“No suor do teu rosto comerás
o teu pão” (Gênesis 3:19)
Era o fim de uma tarde de terça-feira. Como de costume, ao chegar ao meu apartamento, coloquei a mochila sobre a cama e fui tomar cerveja e comer espeto na pracinha. Estava exausto. Depois de uma tarde lecionando, como todo cidadão trabalhador, também eu mereço uma boa gelada e um tira-gosto.
Ao descer as escadas, percebi que o tempo estava fechado. O céu estava cinza, e o ar gelado prenunciava que uma chuva iminente. Decidi ir assim mesmo, pois sabia que o rapaz que vendia os espetos, como de costume, religiosamente, estaria lá. O seu negócio, como disse, era fixado em uma pracinha, a céu aberto mesmo.
‘‘Espero que a chuva não atrapalhe seu negócio, Dedé’’, disse eu enquanto sentia os tímidos primeiros pingos da chuva caírem sobre mim. ‘‘Que nada, professor, eu gosto é assim. A chuva não atrapalha em nada o meu trabalho’’, respondeu-me enquanto colocava alguns espetos para assar.
Eu nada mais disse sobre o tema. Peguei uma cerveja no cooler e fiquei divagando sobre o que o meu amigo disse. A perspectiva com a qual se encara uma situação faz toda a diferença. No caso do trabalhador Dedé, ele não via a chuva como um empecilho, como algo que afugentasse seus clientes e prejudicasse, com isso, o seu negócio. Negativo. Ele agiria, inverteria a situação aparentemente insolucionável.
A chuva intensificou-se. Embaixo do único orelhão velho do lugar, fiz meu abrigo. Foi quando pensei melhor: ‘‘Se o vendedor de espetos, que estava na labuta, não reclamava da chuva, porque eu, que estava em um momento de puro lazer, deveria acovardar-me ante a benção da chegada do inverno?’’ Também eu sai do abrigo improvisado e fui para o relento tomar banho de chuva, comer espeto, beber cerveja e dialogar com o meu amigo.
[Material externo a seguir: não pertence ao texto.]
//! Structured logging through libxo's `xo_emit(3)`

use super::{Logger, Parameter, SemanticType};

/// Emits `xo_emit(format, values...)` with named, humanized fields
#[derive(Debug, Clone, Copy, Default)]
pub struct LibxoLogger;

impl Logger for LibxoLogger {
    fn function_name(&self) -> &'static str {
        "xo_emit"
    }

    fn create_format_string(&self, prefix: &str, params: &[Parameter], suffix: &str) -> String {
        let mut format = String::from(prefix);

        for param in params {
            let token = match SemanticType::of(&param.ty) {
                SemanticType::Int32 => "%d",
                SemanticType::Floating => "%.0f",
                SemanticType::Char => "%c",
                SemanticType::CString => "\"%s\"",
                SemanticType::Pointer => "%p",
                SemanticType::Unsupported => "",
            };

            // padding, then a humanized (e.g. "44M") field named after the value
            format.push_str("{P: }");
            format.push_str("{h:");
            format.push_str(&param.name);
            format.push('/');
            format.push_str(token);
            format.push('}');
        }

        format.push_str(suffix);
        format
    }
}
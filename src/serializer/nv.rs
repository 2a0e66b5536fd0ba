//! libnv name/value lists.
//!
//! Every value becomes one `nvlist_add_*` entry keyed by its name; the list
//! is packed with `nvlist_pack(3)`, which records each entry's name and type
//! so the consumer can decode without a schema.

use super::{SerializedData, Serializer};
use crate::ir::{CastOp, IrBuilder, IrType, Operand};
use crate::logger::Parameter;

/// libnv entry types used for logged values (`NV_TYPE_*` codes)
#[derive(Debug, Clone, Copy, PartialEq, Eq)]
pub enum NvType {
    /// Unsigned 64-bit number (integers and addresses)
    Number,
    /// NUL-terminated string
    String,
    /// Raw bytes (floating point values)
    Binary,
}

impl NvType {
    /// Entry type for a value of type `ty`; `None` if it cannot be recorded
    pub fn of(ty: &IrType) -> Option<Self> {
        match ty {
            IrType::Int(_) => Some(NvType::Number),
            IrType::Ptr(inner) if inner.is_int(8) => Some(NvType::String),
            IrType::Ptr(_) => Some(NvType::Number),
            IrType::Float | IrType::Double => Some(NvType::Binary),
            IrType::Void | IrType::Struct(_) => None,
        }
    }

    /// `NV_TYPE_*` discriminator stored in the packed record
    pub fn code(&self) -> u8 {
        match self {
            NvType::Number => 3,
            NvType::String => 4,
            NvType::Binary => 7,
        }
    }

    /// libnv function adding an entry of this type
    pub fn add_function(&self) -> &'static str {
        match self {
            NvType::Number => "nvlist_add_number",
            NvType::String => "nvlist_add_string",
            NvType::Binary => "nvlist_add_binary",
        }
    }
}

/// Packs values into an `nvlist_t`
#[derive(Debug, Clone, Copy, Default)]
pub struct NvSerializer;

impl NvSerializer {
    fn declare_runtime(b: &mut IrBuilder) {
        let nvl = IrType::i8_ptr();
        let module = b.module_mut();
        module.get_or_insert_function("nvlist_create", nvl.clone(), vec![IrType::i32()], false);
        module.get_or_insert_function(
            "nvlist_add_number",
            IrType::Void,
            vec![nvl.clone(), IrType::i8_ptr(), IrType::i64()],
            false,
        );
        module.get_or_insert_function(
            "nvlist_add_string",
            IrType::Void,
            vec![nvl.clone(), IrType::i8_ptr(), IrType::i8_ptr()],
            false,
        );
        module.get_or_insert_function(
            "nvlist_add_binary",
            IrType::Void,
            vec![nvl.clone(), IrType::i8_ptr(), IrType::i8_ptr(), IrType::i64()],
            false,
        );
        module.get_or_insert_function(
            "nvlist_pack",
            IrType::i8_ptr(),
            vec![nvl.clone(), IrType::ptr_to(IrType::i64())],
            false,
        );
        module.get_or_insert_function("nvlist_destroy", IrType::Void, vec![nvl], false);
        module.get_or_insert_function("free", IrType::Void, vec![IrType::i8_ptr()], false);
    }

    /// Emit one `nvlist_add_*` call
    fn add_entry(b: &mut IrBuilder, nvl: &Operand, param: &Parameter, value: &Operand) {
        let Some(nv_type) = NvType::of(&param.ty) else {
            tracing::debug!(
                "Not serializing '{}': no nvlist type for {}",
                param.name,
                param.ty
            );
            return;
        };
        let key = b.global_string(&param.name);

        let args = match nv_type {
            NvType::Number => {
                let number = match &param.ty {
                    IrType::Int(64) => value.clone(),
                    IrType::Int(_) => b.cast(CastOp::SExt, value.clone(), IrType::i64()),
                    _ => b.cast(CastOp::PtrToInt, value.clone(), IrType::i64()),
                };
                vec![nvl.clone(), key, number]
            }
            NvType::String => vec![nvl.clone(), key, value.clone()],
            NvType::Binary => {
                let slot = b.entry_alloca(param.ty.clone());
                b.store(value.clone(), slot.clone());
                let bytes = b.cast(CastOp::BitCast, slot, IrType::i8_ptr());
                let width = if param.ty == IrType::Float { 4 } else { 8 };
                vec![nvl.clone(), key, bytes, Operand::ConstInt(64, width)]
            }
        };
        b.call(nv_type.add_function(), IrType::Void, args);
    }
}

impl Serializer for NvSerializer {
    fn name(&self) -> &'static str {
        "nv"
    }

    fn serialize(
        &self,
        b: &mut IrBuilder,
        params: &[Parameter],
        values: &[Operand],
    ) -> Option<SerializedData> {
        Self::declare_runtime(b);

        let nvl = Operand::Value(b.call("nvlist_create", IrType::i8_ptr(), vec![Operand::i32(0)]));
        for (param, value) in params.iter().zip(values) {
            Self::add_entry(b, &nvl, param, value);
        }

        let size_slot = b.entry_alloca(IrType::i64());
        let buffer = Operand::Value(b.call(
            "nvlist_pack",
            IrType::i8_ptr(),
            vec![nvl.clone(), size_slot.clone()],
        ));
        let size = b.load(IrType::i64(), size_slot);
        b.call("nvlist_destroy", IrType::Void, vec![nvl]);

        Some(SerializedData { buffer, size })
    }

    fn cleanup(&self, b: &mut IrBuilder, data: &SerializedData) {
        b.call("free", IrType::Void, vec![data.buffer.clone()]);
    }
}
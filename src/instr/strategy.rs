//! Placement of generated instrumentation: shared callout functions or
//! inline code at every site.

use crate::ir::{FuncId, Function, InstKind, IrBuilder, IrType, Module, Operand};
use crate::logger::{adapt_arguments, Logger, Parameter, TraceRecord};
use crate::policy::{Policy, Strategy};

/// Terminator of every emitted record
const RECORD_SUFFIX: &str = "\n";

/// Identity and shape of one hook
#[derive(Debug, Clone, PartialEq, Eq)]
pub struct HookSpec {
    /// Generated symbol name (deterministic, from the policy's hook prefix)
    pub name: String,
    /// Human-readable prefix of the emitted record
    pub description: String,
    /// Names and types of the logged values
    pub params: Vec<Parameter>,
}

/// Emits hooks with a fixed strategy and set of loggers
#[derive(Debug)]
pub struct InstrStrategy {
    kind: Strategy,
    loggers: Vec<Box<dyn Logger>>,
    use_block_structure: bool,
}

impl InstrStrategy {
    pub fn new(kind: Strategy, use_block_structure: bool) -> Self {
        Self {
            kind,
            loggers: Vec::new(),
            use_block_structure,
        }
    }

    /// Strategy and loggers as selected by `policy`
    pub fn from_policy(policy: &Policy) -> Self {
        let mut strategy = Self::new(policy.strategy(), policy.use_block_structure());
        for logger in policy.loggers() {
            strategy.add_logger(logger);
        }
        strategy
    }

    pub fn add_logger(&mut self, logger: Box<dyn Logger>) {
        self.loggers.push(logger);
    }

    pub fn kind(&self) -> Strategy {
        self.kind
    }

    pub fn loggers(&self) -> &[Box<dyn Logger>] {
        &self.loggers
    }

    /// Instrument the builder's cursor with `hook`, logging `values`.
    /// Returns whether anything was inserted.
    pub fn instrument(&self, b: &mut IrBuilder, hook: &HookSpec, values: &[Operand]) -> bool {
        match self.kind {
            Strategy::Callout => self.callout(b, hook, values),
            Strategy::Inline => self.inline(b, hook, values),
        }
    }

    fn callout(&self, b: &mut IrBuilder, hook: &HookSpec, values: &[Operand]) -> bool {
        let hook = fitting_hook(b.module(), hook);
        self.define_hook(b.module_mut(), &hook);
        if self.use_block_structure {
            b.isolate_block(&hook.name);
        }
        b.call(&hook.name, IrType::Void, values.to_vec());
        true
    }

    fn inline(&self, b: &mut IrBuilder, hook: &HookSpec, values: &[Operand]) -> bool {
        if self.loggers.is_empty() {
            return false;
        }
        if self.use_block_structure {
            b.isolate_block(&hook.name);
        }
        self.emit(b, hook, values)
    }

    /// Adapt the values once, then hand them to every logger
    fn emit(&self, b: &mut IrBuilder, hook: &HookSpec, values: &[Operand]) -> bool {
        let (params, values) = adapt_arguments(b, &hook.params, values);
        let record = TraceRecord {
            name: &hook.name,
            prefix: &hook.description,
            params: &params,
            values: &values,
            suffix: RECORD_SUFFIX,
        };
        let mut changed = false;
        for logger in &self.loggers {
            changed |= logger.log(b, &record);
        }
        changed
    }

    /// Create the callout function for `hook` unless it is already defined.
    /// A function already named `hook.name` must have the hook's shape.
    fn define_hook(&self, module: &mut Module, hook: &HookSpec) -> FuncId {
        let id = match module.function(&hook.name) {
            Some(id) if !module.func(id).is_declaration() => return id,
            Some(id) => id,
            None => {
                let params = hook
                    .params
                    .iter()
                    .map(|p| (p.name.clone(), p.ty.clone()))
                    .collect();
                module.add_function(Function::declare(&hook.name, IrType::Void, params, false))
            }
        };
        tracing::debug!("Defining hook function {}", hook.name);

        let function = module.func_mut(id);
        function.blocks.push(crate::ir::BasicBlock::new("entry"));
        let args: Vec<Operand> = function
            .params
            .iter()
            .map(|p| Operand::Value(p.id))
            .collect();

        let mut b = IrBuilder::at_end(module, id, 0);
        self.emit(&mut b, hook, &args);
        b.insert(InstKind::Ret { value: None });
        id
    }
}

/// `hook`, renamed when its name belongs to a function of another shape.
///
/// Sites that log different types under one hook name (pointer loads of
/// `i32` and `double`, calls to a variadic callee) each get a function whose
/// parameters match their arguments: `<name>_<types>`, then `<name>_<types>_N`.
fn fitting_hook(module: &Module, hook: &HookSpec) -> HookSpec {
    let fits = |name: &str| {
        module
            .function(name)
            .map_or(true, |id| has_shape(module.func(id), &hook.params))
    };
    if fits(&hook.name) {
        return hook.clone();
    }

    let shaped = format!("{}_{}", hook.name, shape_suffix(&hook.params));
    let name = std::iter::once(shaped.clone())
        .chain((1..).map(|n| format!("{}_{}", shaped, n)))
        .find(|candidate| fits(candidate))
        .unwrap_or(shaped);
    HookSpec {
        name,
        ..hook.clone()
    }
}

fn has_shape(function: &Function, params: &[Parameter]) -> bool {
    function.ret_ty.is_void()
        && !function.var_args
        && function.params.len() == params.len()
        && function.params.iter().zip(params).all(|(f, p)| f.ty == p.ty)
}

/// Parameter types in order, e.g. `i32p_f64`
fn shape_suffix(params: &[Parameter]) -> String {
    if params.is_empty() {
        return "void".to_string();
    }
    params
        .iter()
        .map(|p| type_tag(&p.ty))
        .collect::<Vec<_>>()
        .join("_")
}

fn type_tag(ty: &IrType) -> String {
    match ty {
        IrType::Void => "void".to_string(),
        IrType::Int(bits) => format!("i{}", bits),
        IrType::Float => "f32".to_string(),
        IrType::Double => "f64".to_string(),
        IrType::Ptr(inner) => format!("{}p", type_tag(inner)),
        IrType::Struct(name) => name.replace('.', "_"),
    }
}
Em dado momento, o amigo empreendedor abastece um cooler com espetos e sobe a avenida principal oferecendo sua mercadoria nas portas das casas, bares e qualquer outro comércio que esteja aberto. A chuva não é obstáculo para quem é obstinado e encara as adversidades da vida com bom humor e alegria.
Enquanto ele subia e descia a rua, eu ficava no seu posto de trabalho, apenas bebendo e refletindo sobre a questão. Creio que deveríamos encarar a vida com a leveza do meu amigo. Nem sempre temos tal ânimo e dedicação ao que fazemos. Nesse dia chuvoso que relato ao amigo leitor, percebi que, às vezes, tudo é uma questão de olharmos por outro prisma, outra perspectiva. A vida pode se tornar leve ou um fardo, dependendo de como a enxergamos.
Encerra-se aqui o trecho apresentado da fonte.